> _Exercise instructions_
Start with the first line of the records below. Output each line exactly, ending with the one that contains "let min_items = self.min_items_per_worker.max(1);".

[Items from a data source]
%%
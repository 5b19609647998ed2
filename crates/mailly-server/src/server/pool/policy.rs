//! Adaptive worker-count sizing.
//!
//! Opening an SMTP session costs a TCP handshake, a TLS upgrade and an AUTH
//! round trip, so small batches are cheaper on a single session. Larger
//! batches amortize that cost and benefit from parallel sessions, up to a
//! ceiling that bounds the load placed on the delivery endpoint.
//!
//! [`WorkerCountPolicy::worker_count`] is a pure function of the batch size
//! and the host parallelism hint.

/// Batches up to this size always use one worker.
pub const SMALL_BATCH: usize = 5;

/// Upper edge of the medium tier.
pub const MEDIUM_BATCH: usize = 25;

#[derive(Debug, Clone, Copy, PartialEq, Eq)]
pub struct WorkerCountPolicy {
    /// Hard ceiling on concurrent sessions per batch.
    pub max_workers: usize,
    /// Items a worker should own before another session pays off.
    pub min_items_per_worker: usize,
    /// Sessions per logical CPU; delivery waits on the network, not the CPU.
    pub io_multiplier: usize,
    /// From this size on, the pool widens to `max_workers`.
    pub large_batch_threshold: usize,
}

impl Default for WorkerCountPolicy {
    fn default() -> Self {
        Self {
            max_workers: 25,
            min_items_per_worker: 8,
            io_multiplier: 2,
            large_batch_threshold: 1_000,
        }
    }
}

impl WorkerCountPolicy {
    /// Picks the number of workers for a batch of `batch_size` items on a host
    /// with `parallelism` logical CPUs.
    ///
    /// The result is always in `[1, max_workers]` and never decreases as
    /// `batch_size` grows.
    pub fn worker_count(&self, batch_size: usize, parallelism: usize) -> usize {
        let max_workers = self.max_workers.max(1);
        let parallelism = parallelism.max(1);
        let min_items = self.min_items_per_worker.max(1);

        let count = if batch_size <= SMALL_BATCH {
            1
        } else if batch_size <= MEDIUM_BATCH {
            (batch_size / 2).min(parallelism)
        } else {
            // The medium tier tops out here; larger batches never get fewer
            // workers than that.
            let medium_edge = (MEDIUM_BATCH / 2).min(parallelism);
            let efficiency = batch_size / min_items;
            let capacity = parallelism.saturating_mul(self.io_multiplier.max(1));
            let regular = efficiency.min(capacity).max(medium_edge);

            if batch_size >= self.large_batch_threshold {
                efficiency.min(max_workers).max(regular)
            } else {
                regular
            }
        };

        count.clamp(1, max_workers)
    }
}
//! Persistent SMTP sessions backed by `lettre`.
//!
//! Each [`SmtpConnection`] wraps one [`AsyncSmtpConnection`]: TCP connect,
//! `EHLO`, optional TLS upgrade and `AUTH` happen once in
//! [`SmtpProvider::open`], after which every message reuses the session
//! (`MAIL FROM` / `RCPT TO` / `DATA`). The session ends with `QUIT` in
//! [`Transport::close`].

use super::{Transport, TransportProvider};
use core::time::Duration;
use lettre::{
    Address, Message,
    message::{Mailbox, header::ContentType},
    transport::smtp::{
        authentication::{Credentials, Mechanism},
        client::{AsyncSmtpConnection, TlsParameters},
        extension::ClientId,
    },
};
use mailly_core::{Error, Result, types::MessageRequest};
use std::sync::Arc;

/// How the session is secured.
#[derive(Debug, Clone, Copy, PartialEq, Eq)]
pub enum TlsMode {
    /// Plain connect, then upgrade with `STARTTLS` (port 587).
    StartTls,
    /// TLS from the first byte (port 465).
    Wrapper,
    /// No encryption. Local relays and test servers only.
    Plain,
}

#[derive(Clone)]
pub struct SmtpSettings {
    pub host: String,
    pub port: u16,
    pub tls: TlsMode,
    pub hello_name: String,
    pub sender: String,
    pub password: String,
    pub connect_timeout: Duration,
}

impl core::fmt::Debug for SmtpSettings {
    fn fmt(&self, f: &mut core::fmt::Formatter<'_>) -> core::fmt::Result {
        f.debug_struct("SmtpSettings")
            .field("host", &self.host)
            .field("port", &self.port)
            .field("tls", &self.tls)
            .field("hello_name", &self.hello_name)
            .field("sender", &self.sender)
            .field("password", &"<redacted>")
            .field("connect_timeout", &self.connect_timeout)
            .finish()
    }
}

/// Opens authenticated SMTP sessions against one configured relay.
#[derive(Debug, Clone)]
pub struct SmtpProvider {
    settings: Arc<SmtpSettings>,
    sender: Address,
}

impl SmtpProvider {
    /// # Errors
    ///
    /// Returns [`Error::Transport`] if the configured sender is not a valid
    /// address.
    pub fn new(settings: SmtpSettings) -> Result<Self> {
        let sender = settings
            .sender
            .parse::<Address>()
            .map_err(|e| Error::transport(format!("invalid sender address: {e}")))?;
        Ok(Self {
            settings: Arc::new(settings),
            sender,
        })
    }

    fn tls_parameters(&self) -> Result<TlsParameters> {
        TlsParameters::new(self.settings.host.clone())
            .map_err(|e| Error::transport(format!("failed to configure TLS: {e}")))
    }
}

impl TransportProvider for SmtpProvider {
    type Connection = SmtpConnection;

    async fn open(&self) -> Result<SmtpConnection> {
        let settings = &self.settings;
        let hello = ClientId::Domain(settings.hello_name.clone());

        let wrapper_tls = match settings.tls {
            TlsMode::Wrapper => Some(self.tls_parameters()?),
            TlsMode::StartTls | TlsMode::Plain => None,
        };

        let mut conn = AsyncSmtpConnection::connect_tokio1(
            (settings.host.as_str(), settings.port),
            Some(settings.connect_timeout),
            &hello,
            wrapper_tls,
            None,
        )
        .await
        .map_err(|e| Error::transport(format!("failed to connect to SMTP: {e}")))?;

        if settings.tls == TlsMode::StartTls && conn.can_starttls() {
            let params = self.tls_parameters()?;
            conn.starttls(params, &hello)
                .await
                .map_err(|e| Error::transport(format!("failed to start TLS: {e}")))?;
        }

        let credentials = Credentials::new(settings.sender.clone(), settings.password.clone());
        conn.auth(&[Mechanism::Plain, Mechanism::Login], &credentials)
            .await
            .map_err(|e| Error::transport(format!("failed to authenticate: {e}")))?;

        tracing::debug!(host = %settings.host, port = settings.port, "SMTP session opened");

        Ok(SmtpConnection {
            conn,
            sender: self.sender.clone(),
        })
    }
}

/// One authenticated SMTP session. Dropping it without [`Transport::close`]
/// still releases the socket, it just skips the `QUIT`.
pub struct SmtpConnection {
    conn: AsyncSmtpConnection,
    sender: Address,
}

/// Renders a batch item into an RFC 5322 message sent as HTML.
fn build_message(sender: &Address, message: &MessageRequest) -> Result<Message> {
    let to = message
        .recipient
        .trim()
        .parse::<Mailbox>()
        .map_err(|e| Error::delivery(format!("invalid recipient: {e}")))?;
    let display_name = Some(message.sender_name.trim())
        .filter(|name| !name.is_empty())
        .map(str::to_string);
    let from = Mailbox::new(display_name, sender.clone());

    Message::builder()
        .from(from)
        .to(to)
        .subject(message.subject.as_str())
        .header(ContentType::TEXT_HTML)
        .body(message.body.clone())
        .map_err(|e| Error::delivery(format!("failed to build message: {e}")))
}

impl Transport for SmtpConnection {
    async fn send(&mut self, message: &MessageRequest) -> Result<()> {
        let email = build_message(&self.sender, message)?;
        self.conn
            .send(email.envelope(), &email.formatted())
            .await
            .map(|_| ())
            .map_err(Error::delivery)
    }

    fn is_broken(&self) -> bool {
        self.conn.has_broken()
    }

    async fn close(mut self) -> Result<()> {
        self.conn.quit().await.map(|_| ()).map_err(Error::transport)
    }
}
//! Field validation for batch items.
//!
//! Each field of a [`MessageRequest`] is checked against an ordered list of
//! [`Rule`]s. Validation stops at the first failing rule and reports a single
//! human-readable message. Some rules also normalize the value they inspect
//! (a blank display name is replaced with the default), which is why rules
//! take the value by `&mut`.
//!
//! Batch validation is all-or-nothing: the first invalid item aborts the whole
//! batch before any delivery work starts.

use crate::{Error, Result, types::MessageRequest};

/// A single validation rule applied to a named field.
///
/// Returns `Err(message)` when the value is rejected.
pub type Rule = fn(field: &str, value: &mut String, ctx: &Rules) -> core::result::Result<(), String>;

/// Tunables shared by the rule set.
#[derive(Debug, Clone)]
pub struct Rules {
    pub default_sender_name: String,
    pub max_recipient_len: usize,
    pub max_subject_len: usize,
    pub max_sender_name_len: usize,
}

impl Default for Rules {
    fn default() -> Self {
        Self {
            default_sender_name: crate::types::DEFAULT_SENDER_NAME.to_string(),
            max_recipient_len: 255,
            max_subject_len: 300,
            max_sender_name_len: 100,
        }
    }
}

pub fn required(field: &str, value: &mut String, _: &Rules) -> core::result::Result<(), String> {
    if value.trim().is_empty() {
        return Err(format!("{field} is required"));
    }
    Ok(())
}

/// Accepts `local@domain.tld` where the TLD has at least two letters. Blank
/// values pass; combine with [`required`] to enforce presence.
pub fn email(field: &str, value: &mut String, _: &Rules) -> core::result::Result<(), String> {
    let trimmed = value.trim();
    if trimmed.is_empty() || is_email_shaped(trimmed) {
        return Ok(());
    }
    Err(format!("{field} is not a valid email address"))
}

pub fn recipient_len(field: &str, value: &mut String, rules: &Rules) -> core::result::Result<(), String> {
    max_len(field, value, rules.max_recipient_len)
}

pub fn subject_len(field: &str, value: &mut String, rules: &Rules) -> core::result::Result<(), String> {
    max_len(field, value, rules.max_subject_len)
}

pub fn sender_name_len(
    field: &str,
    value: &mut String,
    rules: &Rules,
) -> core::result::Result<(), String> {
    max_len(field, value, rules.max_sender_name_len)
}

/// Replaces a blank display name with the configured default. Never fails.
pub fn default_sender_name(
    _: &str,
    value: &mut String,
    rules: &Rules,
) -> core::result::Result<(), String> {
    if value.trim().is_empty() {
        value.clone_from(&rules.default_sender_name);
    }
    Ok(())
}

fn max_len(field: &str, value: &str, max: usize) -> core::result::Result<(), String> {
    if value.chars().count() > max {
        return Err(format!(
            "{field} must be less than or equal to {max} characters"
        ));
    }
    Ok(())
}

fn is_email_shaped(value: &str) -> bool {
    let Some((local, domain)) = value.split_once('@') else {
        return false;
    };
    if local.is_empty()
        || !local
            .chars()
            .all(|c| c.is_ascii_alphanumeric() || matches!(c, '.' | '_' | '%' | '+' | '-'))
    {
        return false;
    }
    let Some((host, tld)) = domain.rsplit_once('.') else {
        return false;
    };
    !host.is_empty()
        && host
            .chars()
            .all(|c| c.is_ascii_alphanumeric() || matches!(c, '.' | '-'))
        && tld.len() >= 2
        && tld.chars().all(|c| c.is_ascii_alphabetic())
}

impl Rules {
    /// Validates a single request in place.
    ///
    /// # Errors
    ///
    /// Returns the message of the first failing rule.
    pub fn validate(&self, req: &mut MessageRequest) -> core::result::Result<(), String> {
        let fields: [(&str, &mut String, &[Rule]); 4] = [
            ("sent_to", &mut req.recipient, &[required, email, recipient_len]),
            ("subject", &mut req.subject, &[required, subject_len]),
            ("message", &mut req.body, &[required]),
            (
                "product_name",
                &mut req.sender_name,
                &[default_sender_name, sender_name_len],
            ),
        ];

        for (name, value, rules) in fields {
            for rule in rules {
                rule(name, value, self)?;
            }
        }
        Ok(())
    }

    /// Validates every item of a batch, stopping at the first failure.
    ///
    /// # Errors
    ///
    /// Returns [`Error::InvalidRequest`] naming the zero-based index of the
    /// first invalid item.
    pub fn validate_batch(&self, batch: &mut [MessageRequest]) -> Result<()> {
        for (idx, req) in batch.iter_mut().enumerate() {
            self.validate(req)
                .map_err(|msg| Error::invalid(format!("item {idx}: {msg}")))?;
        }
        Ok(())
    }
}

#[cfg(test)]
mod tests {
    use super::*;

    fn check(rule: Rule, input: &str) -> bool {
        let mut value = input.to_string();
        rule("field", &mut value, &Rules::default()).is_ok()
    }

    #[test]
    fn required_rule() {
        let cases = [
            ("", false),
            ("   ", false),
            ("hello", true),
            ("こんにちは", true),
        ];
        for (input, expected) in cases {
            assert_eq!(check(required, input), expected, "input {input:?}");
        }
    }

    #[test]
    fn email_rule() {
        let cases = [
            ("", true),
            ("a@x.com", true),
            ("first.last+tag@sub.example.org", true),
            ("bad-address", false),
            ("a@x", false),
            ("a@x.c", false),
            ("@x.com", false),
            ("a b@x.com", false),
            ("a@x.c0m", false),
        ];
        for (input, expected) in cases {
            assert_eq!(check(email, input), expected, "input {input:?}");
        }
    }

    #[test]
    fn max_length_counts_chars_not_bytes() {
        let rules = Rules {
            max_subject_len: 3,
            ..Rules::default()
        };
        let mut ok = "äöü".to_string();
        assert!(subject_len("subject", &mut ok, &rules).is_ok());
        let mut too_long = "äöüß".to_string();
        assert_eq!(
            subject_len("subject", &mut too_long, &rules).unwrap_err(),
            "subject must be less than or equal to 3 characters"
        );
    }

    #[test]
    fn blank_sender_name_is_defaulted() {
        let rules = Rules {
            default_sender_name: "Acme".to_string(),
            ..Rules::default()
        };
        let mut req = MessageRequest::new("a@x.com", "s", "m").with_sender_name("  ");
        rules.validate(&mut req).unwrap();
        assert_eq!(req.sender_name, "Acme");

        let mut named = MessageRequest::new("a@x.com", "s", "m").with_sender_name("Shop");
        rules.validate(&mut named).unwrap();
        assert_eq!(named.sender_name, "Shop");
    }

    #[test]
    fn first_failing_field_wins() {
        let mut req = MessageRequest::new("", "", "");
        assert_eq!(
            Rules::default().validate(&mut req).unwrap_err(),
            "sent_to is required"
        );
    }

    #[test]
    fn batch_reports_index_of_first_invalid_item() {
        let mut batch = vec![
            MessageRequest::new("a@x.com", "s", "m"),
            MessageRequest::new("b@x.com", "s", "m"),
            MessageRequest::new("bad-address", "s", "m"),
        ];
        let err = Rules::default().validate_batch(&mut batch).unwrap_err();
        assert_eq!(
            err,
            Error::invalid("item 2: sent_to is not a valid email address")
        );
    }
}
%%
> _Exercise solution_
repository 5b19609647998ed2
filename crates/mailly-server/src/server/pool/policy.rs
//! Adaptive worker-count sizing.
//!
//! Opening an SMTP session costs a TCP handshake, a TLS upgrade and an AUTH
//! round trip, so small batches are cheaper on a single session. Larger
//! batches amortize that cost and benefit from parallel sessions, up to a
//! ceiling that bounds the load placed on the delivery endpoint.
//!
//! [`WorkerCountPolicy::worker_count`] is a pure function of the batch size
//! and the host parallelism hint.

/// Batches up to this size always use one worker.
pub const SMALL_BATCH: usize = 5;

/// Upper edge of the medium tier.
pub const MEDIUM_BATCH: usize = 25;

#[derive(Debug, Clone, Copy, PartialEq, Eq)]
pub struct WorkerCountPolicy {
    /// Hard ceiling on concurrent sessions per batch.
    pub max_workers: usize,
    /// Items a worker should own before another session pays off.
    pub min_items_per_worker: usize,
    /// Sessions per logical CPU; delivery waits on the network, not the CPU.
    pub io_multiplier: usize,
    /// From this size on, the pool widens to `max_workers`.
    pub large_batch_threshold: usize,
}

impl Default for WorkerCountPolicy {
    fn default() -> Self {
        Self {
            max_workers: 25,
            min_items_per_worker: 8,
            io_multiplier: 2,
            large_batch_threshold: 1_000,
        }
    }
}

impl WorkerCountPolicy {
    /// Picks the number of workers for a batch of `batch_size` items on a host
    /// with `parallelism` logical CPUs.
    ///
    /// The result is always in `[1, max_workers]` and never decreases as
    /// `batch_size` grows.
    pub fn worker_count(&self, batch_size: usize, parallelism: usize) -> usize {
        let max_workers = self.max_workers.max(1);
        let parallelism = parallelism.max(1);
        let min_items = self.min_items_per_worker.max(1);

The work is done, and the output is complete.